Restrict the output to the lines below starting at the one that contains "use by another" and ending at the one that contains "fn holder_suffix(holder: Option<u32>)", and restate them word for word, both ends included.

(Saved entries)
- Opening Delimiter -

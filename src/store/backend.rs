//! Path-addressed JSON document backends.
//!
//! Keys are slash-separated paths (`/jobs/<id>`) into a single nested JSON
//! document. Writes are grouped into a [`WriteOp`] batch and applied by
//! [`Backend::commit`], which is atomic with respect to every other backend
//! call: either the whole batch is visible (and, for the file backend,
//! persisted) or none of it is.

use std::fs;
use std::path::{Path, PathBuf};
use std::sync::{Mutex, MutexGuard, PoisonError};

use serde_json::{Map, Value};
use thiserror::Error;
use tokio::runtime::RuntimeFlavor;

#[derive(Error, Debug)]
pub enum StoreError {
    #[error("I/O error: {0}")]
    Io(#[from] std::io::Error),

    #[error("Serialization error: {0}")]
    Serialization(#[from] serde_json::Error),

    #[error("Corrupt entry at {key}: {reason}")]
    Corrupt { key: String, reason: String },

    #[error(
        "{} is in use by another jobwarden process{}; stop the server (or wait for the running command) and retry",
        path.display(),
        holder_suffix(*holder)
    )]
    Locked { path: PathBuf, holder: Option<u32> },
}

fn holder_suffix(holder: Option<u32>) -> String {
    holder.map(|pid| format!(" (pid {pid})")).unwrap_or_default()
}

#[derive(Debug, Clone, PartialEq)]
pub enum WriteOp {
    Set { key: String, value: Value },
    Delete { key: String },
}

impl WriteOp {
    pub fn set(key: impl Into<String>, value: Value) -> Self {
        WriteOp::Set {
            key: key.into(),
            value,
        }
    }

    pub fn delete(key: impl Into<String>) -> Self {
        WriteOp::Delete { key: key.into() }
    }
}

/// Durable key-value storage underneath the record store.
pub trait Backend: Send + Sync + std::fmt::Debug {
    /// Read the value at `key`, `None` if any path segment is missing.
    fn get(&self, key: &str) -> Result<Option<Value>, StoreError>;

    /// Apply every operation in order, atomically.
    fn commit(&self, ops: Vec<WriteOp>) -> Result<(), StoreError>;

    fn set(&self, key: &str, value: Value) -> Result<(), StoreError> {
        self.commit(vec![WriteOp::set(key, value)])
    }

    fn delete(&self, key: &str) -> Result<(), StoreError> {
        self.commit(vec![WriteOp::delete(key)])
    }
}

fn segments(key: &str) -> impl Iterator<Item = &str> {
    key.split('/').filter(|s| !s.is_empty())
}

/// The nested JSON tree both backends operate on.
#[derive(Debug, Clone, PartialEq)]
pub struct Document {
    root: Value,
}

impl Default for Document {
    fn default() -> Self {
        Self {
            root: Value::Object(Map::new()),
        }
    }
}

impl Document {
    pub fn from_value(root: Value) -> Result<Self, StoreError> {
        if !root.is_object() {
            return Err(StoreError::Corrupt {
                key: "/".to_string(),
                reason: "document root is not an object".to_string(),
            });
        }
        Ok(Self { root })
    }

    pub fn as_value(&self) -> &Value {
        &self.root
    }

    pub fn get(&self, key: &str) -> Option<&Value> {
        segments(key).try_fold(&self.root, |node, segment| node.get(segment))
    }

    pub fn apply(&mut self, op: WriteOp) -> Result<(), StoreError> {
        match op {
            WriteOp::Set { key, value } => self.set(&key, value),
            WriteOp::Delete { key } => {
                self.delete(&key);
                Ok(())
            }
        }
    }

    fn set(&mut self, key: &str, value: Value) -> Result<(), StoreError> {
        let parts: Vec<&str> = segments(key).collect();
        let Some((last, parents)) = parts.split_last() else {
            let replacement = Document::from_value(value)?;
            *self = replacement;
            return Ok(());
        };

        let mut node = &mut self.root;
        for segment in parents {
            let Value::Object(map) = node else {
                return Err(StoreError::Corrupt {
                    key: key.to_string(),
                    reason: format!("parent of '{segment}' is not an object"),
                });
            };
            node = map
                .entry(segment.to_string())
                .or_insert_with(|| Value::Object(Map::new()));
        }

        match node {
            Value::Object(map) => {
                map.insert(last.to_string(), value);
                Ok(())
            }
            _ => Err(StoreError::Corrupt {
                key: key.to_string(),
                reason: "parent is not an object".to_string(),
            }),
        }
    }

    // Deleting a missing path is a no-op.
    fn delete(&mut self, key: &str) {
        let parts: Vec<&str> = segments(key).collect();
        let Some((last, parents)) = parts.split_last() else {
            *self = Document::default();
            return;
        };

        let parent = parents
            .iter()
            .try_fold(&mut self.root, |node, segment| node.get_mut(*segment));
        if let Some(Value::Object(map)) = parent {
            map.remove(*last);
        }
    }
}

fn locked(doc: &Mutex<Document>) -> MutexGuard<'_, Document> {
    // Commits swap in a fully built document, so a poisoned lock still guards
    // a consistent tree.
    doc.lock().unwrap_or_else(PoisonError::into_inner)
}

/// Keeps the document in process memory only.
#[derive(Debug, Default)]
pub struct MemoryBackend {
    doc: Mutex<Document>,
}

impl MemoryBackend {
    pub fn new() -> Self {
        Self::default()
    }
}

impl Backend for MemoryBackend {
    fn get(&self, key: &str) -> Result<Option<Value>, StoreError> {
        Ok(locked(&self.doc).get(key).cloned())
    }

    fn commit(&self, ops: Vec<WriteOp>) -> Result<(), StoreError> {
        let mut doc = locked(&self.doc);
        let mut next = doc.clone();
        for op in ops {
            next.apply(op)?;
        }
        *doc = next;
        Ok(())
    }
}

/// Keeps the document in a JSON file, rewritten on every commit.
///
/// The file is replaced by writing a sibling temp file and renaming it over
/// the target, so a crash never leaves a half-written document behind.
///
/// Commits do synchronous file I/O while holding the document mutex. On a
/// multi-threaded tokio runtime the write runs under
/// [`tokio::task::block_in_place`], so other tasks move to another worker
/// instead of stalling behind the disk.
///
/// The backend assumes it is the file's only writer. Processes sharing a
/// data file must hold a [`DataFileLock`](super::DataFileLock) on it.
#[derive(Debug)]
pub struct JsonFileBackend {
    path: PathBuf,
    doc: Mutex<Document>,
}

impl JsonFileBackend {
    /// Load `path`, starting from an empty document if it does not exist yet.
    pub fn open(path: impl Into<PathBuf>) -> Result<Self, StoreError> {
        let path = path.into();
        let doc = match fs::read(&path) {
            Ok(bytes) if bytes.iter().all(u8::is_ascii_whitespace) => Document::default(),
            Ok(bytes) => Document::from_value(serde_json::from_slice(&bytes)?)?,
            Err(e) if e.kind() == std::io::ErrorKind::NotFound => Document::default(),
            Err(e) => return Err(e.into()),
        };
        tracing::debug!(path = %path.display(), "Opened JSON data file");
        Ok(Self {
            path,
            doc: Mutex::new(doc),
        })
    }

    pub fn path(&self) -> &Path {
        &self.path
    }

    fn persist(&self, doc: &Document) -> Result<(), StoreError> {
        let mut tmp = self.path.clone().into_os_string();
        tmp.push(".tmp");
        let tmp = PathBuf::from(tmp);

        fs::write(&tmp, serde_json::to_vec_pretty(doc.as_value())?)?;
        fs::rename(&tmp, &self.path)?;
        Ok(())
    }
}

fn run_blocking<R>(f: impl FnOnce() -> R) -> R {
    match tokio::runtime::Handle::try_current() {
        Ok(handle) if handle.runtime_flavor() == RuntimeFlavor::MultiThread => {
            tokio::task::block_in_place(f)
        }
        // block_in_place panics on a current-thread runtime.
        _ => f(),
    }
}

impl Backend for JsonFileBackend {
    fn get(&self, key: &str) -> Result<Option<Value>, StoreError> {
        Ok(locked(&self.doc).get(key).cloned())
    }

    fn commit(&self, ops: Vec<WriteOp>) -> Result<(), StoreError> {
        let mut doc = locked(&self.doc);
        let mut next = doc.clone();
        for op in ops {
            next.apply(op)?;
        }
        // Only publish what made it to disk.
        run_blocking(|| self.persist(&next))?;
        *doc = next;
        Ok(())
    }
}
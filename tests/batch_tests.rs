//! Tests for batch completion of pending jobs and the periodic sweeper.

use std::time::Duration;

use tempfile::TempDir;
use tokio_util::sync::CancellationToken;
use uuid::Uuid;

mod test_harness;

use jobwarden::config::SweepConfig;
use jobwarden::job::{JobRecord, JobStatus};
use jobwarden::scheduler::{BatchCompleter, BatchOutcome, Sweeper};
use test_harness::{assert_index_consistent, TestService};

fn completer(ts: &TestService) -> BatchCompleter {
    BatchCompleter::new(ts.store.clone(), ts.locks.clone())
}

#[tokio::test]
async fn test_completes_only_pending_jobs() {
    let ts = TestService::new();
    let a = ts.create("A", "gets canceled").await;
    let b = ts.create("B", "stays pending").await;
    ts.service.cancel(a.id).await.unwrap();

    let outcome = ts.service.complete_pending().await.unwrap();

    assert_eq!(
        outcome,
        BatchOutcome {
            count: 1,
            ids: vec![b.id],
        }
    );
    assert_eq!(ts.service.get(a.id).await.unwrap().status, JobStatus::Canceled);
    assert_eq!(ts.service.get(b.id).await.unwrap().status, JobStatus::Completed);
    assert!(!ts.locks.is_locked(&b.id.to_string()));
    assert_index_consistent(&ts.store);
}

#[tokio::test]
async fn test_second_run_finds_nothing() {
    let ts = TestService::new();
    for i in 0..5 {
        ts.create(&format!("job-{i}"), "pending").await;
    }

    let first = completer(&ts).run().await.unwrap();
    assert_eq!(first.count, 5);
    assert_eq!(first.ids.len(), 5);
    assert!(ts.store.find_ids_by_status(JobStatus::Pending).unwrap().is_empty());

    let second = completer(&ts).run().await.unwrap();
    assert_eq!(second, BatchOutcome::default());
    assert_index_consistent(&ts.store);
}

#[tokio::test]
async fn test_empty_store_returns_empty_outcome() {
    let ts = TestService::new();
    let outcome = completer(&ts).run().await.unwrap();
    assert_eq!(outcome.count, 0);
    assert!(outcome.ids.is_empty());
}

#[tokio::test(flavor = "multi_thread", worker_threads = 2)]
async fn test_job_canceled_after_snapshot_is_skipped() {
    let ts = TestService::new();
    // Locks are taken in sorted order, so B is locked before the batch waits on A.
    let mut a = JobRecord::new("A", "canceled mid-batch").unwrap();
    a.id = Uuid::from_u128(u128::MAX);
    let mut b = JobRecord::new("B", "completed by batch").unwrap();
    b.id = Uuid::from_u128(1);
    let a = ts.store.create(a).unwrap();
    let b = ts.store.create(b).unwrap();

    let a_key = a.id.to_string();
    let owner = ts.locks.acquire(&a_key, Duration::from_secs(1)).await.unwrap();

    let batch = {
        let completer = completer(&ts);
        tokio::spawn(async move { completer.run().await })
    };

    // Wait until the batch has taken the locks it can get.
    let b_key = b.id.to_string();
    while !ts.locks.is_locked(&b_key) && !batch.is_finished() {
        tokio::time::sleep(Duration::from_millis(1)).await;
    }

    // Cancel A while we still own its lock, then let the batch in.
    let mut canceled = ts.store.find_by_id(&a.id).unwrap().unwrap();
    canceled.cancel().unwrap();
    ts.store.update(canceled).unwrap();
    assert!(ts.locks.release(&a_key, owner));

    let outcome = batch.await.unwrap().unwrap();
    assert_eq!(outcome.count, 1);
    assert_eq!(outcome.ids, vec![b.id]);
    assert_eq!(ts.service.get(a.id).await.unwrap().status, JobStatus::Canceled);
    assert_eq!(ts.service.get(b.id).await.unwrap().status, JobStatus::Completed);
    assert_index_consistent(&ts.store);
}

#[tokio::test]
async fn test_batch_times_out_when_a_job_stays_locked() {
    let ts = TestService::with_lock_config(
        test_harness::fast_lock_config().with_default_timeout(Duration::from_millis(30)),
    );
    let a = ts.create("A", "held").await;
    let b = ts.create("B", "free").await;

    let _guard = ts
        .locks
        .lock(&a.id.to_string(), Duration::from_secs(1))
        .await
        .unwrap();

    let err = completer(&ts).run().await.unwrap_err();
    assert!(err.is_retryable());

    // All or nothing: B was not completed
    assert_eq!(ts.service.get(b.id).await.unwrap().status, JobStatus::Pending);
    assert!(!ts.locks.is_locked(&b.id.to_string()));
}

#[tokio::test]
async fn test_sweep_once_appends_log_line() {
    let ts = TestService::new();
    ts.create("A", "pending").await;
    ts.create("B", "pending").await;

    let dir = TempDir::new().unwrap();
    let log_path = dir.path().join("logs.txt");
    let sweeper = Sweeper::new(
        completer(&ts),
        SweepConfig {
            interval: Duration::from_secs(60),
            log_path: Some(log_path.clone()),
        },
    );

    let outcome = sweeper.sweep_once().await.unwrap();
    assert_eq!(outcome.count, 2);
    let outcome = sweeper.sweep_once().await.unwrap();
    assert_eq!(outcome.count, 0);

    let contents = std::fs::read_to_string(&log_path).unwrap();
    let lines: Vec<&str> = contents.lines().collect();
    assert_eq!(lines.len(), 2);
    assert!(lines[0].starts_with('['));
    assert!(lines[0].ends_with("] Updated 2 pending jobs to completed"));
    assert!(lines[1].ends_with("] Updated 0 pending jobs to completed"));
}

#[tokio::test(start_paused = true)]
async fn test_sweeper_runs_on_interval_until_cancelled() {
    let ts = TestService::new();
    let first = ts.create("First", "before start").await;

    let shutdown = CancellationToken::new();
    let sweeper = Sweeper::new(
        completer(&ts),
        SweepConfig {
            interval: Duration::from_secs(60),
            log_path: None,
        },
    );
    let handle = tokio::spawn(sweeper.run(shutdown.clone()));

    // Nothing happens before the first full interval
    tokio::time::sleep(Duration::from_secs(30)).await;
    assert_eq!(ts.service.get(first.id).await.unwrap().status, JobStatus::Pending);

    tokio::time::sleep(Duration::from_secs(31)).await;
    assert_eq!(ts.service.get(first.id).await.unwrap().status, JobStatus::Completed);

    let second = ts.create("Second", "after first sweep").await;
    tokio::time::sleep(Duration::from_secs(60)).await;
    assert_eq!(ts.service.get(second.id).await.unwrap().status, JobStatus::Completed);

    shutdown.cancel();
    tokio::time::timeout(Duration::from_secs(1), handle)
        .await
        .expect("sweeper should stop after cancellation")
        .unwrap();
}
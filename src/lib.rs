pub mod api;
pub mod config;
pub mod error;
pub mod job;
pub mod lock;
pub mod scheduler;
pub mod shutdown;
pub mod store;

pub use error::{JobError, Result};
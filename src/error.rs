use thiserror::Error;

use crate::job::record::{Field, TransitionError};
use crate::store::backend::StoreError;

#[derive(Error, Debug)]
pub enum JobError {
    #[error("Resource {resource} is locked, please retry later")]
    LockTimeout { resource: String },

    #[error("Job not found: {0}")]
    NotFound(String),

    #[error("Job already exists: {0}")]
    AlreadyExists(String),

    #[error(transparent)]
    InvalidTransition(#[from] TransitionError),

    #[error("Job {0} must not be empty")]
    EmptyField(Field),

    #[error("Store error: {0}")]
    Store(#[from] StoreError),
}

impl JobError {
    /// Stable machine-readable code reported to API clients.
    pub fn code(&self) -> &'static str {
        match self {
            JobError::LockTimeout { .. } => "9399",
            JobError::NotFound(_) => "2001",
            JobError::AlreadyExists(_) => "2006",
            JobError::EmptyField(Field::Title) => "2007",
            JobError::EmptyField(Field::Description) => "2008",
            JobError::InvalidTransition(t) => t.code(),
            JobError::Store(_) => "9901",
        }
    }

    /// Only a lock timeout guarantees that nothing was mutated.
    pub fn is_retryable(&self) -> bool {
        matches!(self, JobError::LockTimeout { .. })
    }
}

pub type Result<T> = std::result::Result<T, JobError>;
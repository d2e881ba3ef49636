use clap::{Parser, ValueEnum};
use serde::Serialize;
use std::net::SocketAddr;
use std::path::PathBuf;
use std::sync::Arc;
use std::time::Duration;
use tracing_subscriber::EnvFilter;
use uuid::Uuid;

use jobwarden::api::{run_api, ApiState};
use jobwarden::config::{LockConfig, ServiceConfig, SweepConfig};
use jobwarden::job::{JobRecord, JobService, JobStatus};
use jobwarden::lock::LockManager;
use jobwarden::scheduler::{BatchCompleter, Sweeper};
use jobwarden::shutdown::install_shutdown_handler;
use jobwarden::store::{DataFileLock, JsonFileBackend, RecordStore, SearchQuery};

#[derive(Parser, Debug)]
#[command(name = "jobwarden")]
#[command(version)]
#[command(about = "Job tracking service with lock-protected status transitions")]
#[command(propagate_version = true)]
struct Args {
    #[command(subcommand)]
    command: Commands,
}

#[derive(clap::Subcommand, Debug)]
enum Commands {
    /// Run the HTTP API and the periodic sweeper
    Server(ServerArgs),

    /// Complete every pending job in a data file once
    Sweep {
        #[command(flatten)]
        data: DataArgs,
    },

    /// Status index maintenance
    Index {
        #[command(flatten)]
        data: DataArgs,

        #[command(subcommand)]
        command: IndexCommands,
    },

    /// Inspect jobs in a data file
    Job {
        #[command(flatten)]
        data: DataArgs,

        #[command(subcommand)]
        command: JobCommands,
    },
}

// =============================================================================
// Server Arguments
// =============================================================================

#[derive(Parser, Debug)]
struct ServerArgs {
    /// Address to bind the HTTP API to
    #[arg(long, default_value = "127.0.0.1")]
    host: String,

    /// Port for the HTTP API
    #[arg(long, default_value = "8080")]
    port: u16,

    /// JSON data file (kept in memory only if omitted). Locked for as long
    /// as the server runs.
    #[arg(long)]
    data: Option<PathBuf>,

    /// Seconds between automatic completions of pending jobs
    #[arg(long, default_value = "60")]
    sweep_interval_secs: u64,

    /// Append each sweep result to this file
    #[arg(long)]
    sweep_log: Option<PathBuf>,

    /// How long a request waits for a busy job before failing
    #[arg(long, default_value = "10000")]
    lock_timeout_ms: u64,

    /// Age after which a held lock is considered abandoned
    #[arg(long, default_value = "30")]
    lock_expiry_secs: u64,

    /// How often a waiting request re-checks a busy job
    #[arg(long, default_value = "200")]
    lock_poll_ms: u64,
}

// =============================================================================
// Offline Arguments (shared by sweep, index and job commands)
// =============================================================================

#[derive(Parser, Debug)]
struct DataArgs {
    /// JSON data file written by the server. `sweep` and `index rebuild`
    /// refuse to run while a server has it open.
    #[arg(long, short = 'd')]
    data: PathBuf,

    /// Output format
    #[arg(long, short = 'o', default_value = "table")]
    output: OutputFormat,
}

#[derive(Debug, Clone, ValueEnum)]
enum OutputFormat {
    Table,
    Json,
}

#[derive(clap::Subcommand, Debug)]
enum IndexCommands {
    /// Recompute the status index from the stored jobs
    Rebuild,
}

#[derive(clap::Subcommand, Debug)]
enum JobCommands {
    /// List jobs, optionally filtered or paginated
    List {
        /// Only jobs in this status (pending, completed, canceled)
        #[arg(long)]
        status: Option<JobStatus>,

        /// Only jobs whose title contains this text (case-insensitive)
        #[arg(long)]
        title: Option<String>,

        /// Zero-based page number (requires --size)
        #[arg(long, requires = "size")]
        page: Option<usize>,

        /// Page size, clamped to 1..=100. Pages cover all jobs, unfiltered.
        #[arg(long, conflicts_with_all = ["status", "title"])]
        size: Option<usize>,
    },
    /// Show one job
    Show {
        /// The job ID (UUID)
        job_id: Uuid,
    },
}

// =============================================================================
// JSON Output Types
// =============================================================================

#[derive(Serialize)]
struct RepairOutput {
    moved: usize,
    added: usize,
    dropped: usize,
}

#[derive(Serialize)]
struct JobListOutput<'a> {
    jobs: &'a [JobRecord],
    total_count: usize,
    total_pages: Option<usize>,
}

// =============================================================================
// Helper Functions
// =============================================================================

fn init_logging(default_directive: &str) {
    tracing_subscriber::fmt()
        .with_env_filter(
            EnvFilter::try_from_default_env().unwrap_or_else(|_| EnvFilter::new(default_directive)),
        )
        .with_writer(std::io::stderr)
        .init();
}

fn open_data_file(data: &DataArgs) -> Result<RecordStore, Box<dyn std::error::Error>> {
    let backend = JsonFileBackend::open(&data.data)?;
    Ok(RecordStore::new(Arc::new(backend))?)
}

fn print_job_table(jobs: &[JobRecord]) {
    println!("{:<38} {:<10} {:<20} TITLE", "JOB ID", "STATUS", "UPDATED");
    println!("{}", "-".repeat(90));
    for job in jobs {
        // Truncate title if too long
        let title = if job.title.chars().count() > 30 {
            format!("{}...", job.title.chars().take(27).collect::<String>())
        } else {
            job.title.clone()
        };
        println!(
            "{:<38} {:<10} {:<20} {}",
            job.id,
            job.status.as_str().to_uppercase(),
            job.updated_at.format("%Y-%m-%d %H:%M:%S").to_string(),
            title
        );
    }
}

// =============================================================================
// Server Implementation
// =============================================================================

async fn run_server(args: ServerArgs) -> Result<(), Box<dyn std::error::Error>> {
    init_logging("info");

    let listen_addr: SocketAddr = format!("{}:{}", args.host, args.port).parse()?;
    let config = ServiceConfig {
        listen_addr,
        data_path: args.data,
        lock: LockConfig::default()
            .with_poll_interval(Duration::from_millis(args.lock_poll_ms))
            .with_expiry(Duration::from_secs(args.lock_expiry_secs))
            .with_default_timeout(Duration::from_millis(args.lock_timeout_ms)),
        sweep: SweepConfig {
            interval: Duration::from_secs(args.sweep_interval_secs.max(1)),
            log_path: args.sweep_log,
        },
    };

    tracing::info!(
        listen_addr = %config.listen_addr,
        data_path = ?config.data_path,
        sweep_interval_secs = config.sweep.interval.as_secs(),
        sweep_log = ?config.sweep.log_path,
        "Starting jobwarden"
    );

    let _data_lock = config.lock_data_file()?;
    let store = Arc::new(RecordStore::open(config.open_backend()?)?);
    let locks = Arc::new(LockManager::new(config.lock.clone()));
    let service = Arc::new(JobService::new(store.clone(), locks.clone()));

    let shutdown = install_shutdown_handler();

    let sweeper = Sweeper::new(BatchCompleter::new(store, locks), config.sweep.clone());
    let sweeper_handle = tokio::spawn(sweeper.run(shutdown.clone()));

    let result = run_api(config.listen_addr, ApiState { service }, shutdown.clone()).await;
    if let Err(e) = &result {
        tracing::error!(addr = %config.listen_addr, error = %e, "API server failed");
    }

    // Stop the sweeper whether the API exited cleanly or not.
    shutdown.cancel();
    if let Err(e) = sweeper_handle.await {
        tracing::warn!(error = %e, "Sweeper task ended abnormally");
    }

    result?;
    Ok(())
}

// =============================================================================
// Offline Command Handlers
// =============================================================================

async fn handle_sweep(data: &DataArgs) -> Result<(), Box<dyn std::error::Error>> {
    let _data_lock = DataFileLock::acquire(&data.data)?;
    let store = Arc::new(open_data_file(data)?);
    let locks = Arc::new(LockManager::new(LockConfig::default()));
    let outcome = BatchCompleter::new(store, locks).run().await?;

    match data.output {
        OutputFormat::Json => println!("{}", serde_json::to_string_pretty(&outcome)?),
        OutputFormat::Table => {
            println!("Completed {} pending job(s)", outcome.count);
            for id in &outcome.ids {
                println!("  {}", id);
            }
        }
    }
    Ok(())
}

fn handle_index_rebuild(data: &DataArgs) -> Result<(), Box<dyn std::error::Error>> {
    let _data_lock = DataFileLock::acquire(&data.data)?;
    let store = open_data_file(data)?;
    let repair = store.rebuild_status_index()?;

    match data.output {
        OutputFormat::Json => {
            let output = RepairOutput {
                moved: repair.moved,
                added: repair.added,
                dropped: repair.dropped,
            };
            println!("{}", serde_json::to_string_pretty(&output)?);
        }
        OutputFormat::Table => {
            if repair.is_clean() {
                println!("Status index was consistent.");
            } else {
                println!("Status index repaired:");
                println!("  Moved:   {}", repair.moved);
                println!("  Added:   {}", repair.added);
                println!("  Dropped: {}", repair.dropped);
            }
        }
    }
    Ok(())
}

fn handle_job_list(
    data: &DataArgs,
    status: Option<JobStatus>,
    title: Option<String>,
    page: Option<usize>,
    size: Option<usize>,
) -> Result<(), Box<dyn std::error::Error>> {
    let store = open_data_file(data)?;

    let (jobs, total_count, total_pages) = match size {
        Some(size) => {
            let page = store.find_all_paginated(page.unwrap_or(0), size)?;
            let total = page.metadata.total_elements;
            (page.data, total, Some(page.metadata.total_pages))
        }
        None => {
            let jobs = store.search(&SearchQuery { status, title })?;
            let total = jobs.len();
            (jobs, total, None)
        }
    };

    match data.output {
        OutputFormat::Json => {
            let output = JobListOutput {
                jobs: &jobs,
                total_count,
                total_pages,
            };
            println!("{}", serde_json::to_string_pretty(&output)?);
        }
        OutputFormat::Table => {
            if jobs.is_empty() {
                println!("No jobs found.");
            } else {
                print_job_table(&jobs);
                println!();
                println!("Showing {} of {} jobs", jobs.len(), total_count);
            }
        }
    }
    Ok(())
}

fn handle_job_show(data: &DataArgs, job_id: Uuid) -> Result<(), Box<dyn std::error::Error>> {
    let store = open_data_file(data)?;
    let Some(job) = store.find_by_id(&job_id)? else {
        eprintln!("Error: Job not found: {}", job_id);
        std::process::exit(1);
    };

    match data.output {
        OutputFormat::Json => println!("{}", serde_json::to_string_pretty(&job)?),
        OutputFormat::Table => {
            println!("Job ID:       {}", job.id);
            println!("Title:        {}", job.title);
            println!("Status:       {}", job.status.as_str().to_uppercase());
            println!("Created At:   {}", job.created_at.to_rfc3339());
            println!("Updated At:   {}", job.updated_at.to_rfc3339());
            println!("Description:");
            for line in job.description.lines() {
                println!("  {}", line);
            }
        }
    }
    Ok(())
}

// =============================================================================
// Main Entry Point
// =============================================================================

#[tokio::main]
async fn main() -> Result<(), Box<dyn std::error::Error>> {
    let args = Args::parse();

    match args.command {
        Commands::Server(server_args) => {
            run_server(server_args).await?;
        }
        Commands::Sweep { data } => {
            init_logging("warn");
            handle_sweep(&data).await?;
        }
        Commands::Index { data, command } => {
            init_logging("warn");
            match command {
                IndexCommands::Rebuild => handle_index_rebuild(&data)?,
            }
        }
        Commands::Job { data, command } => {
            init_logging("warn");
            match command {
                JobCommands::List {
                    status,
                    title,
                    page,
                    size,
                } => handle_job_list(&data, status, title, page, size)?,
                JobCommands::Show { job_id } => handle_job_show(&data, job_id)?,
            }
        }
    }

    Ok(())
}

- Closing Delimiter -

- EXERCISE SOLUTION:
        "{} is in use by another jobwarden process{}; stop the server (or wait for the running command) and retry",
        path.display(),
        holder_suffix(*holder)
    )]
    Locked { path: PathBuf, holder: Option<u32> },
}

fn holder_suffix(holder: Option<u32>) -> String {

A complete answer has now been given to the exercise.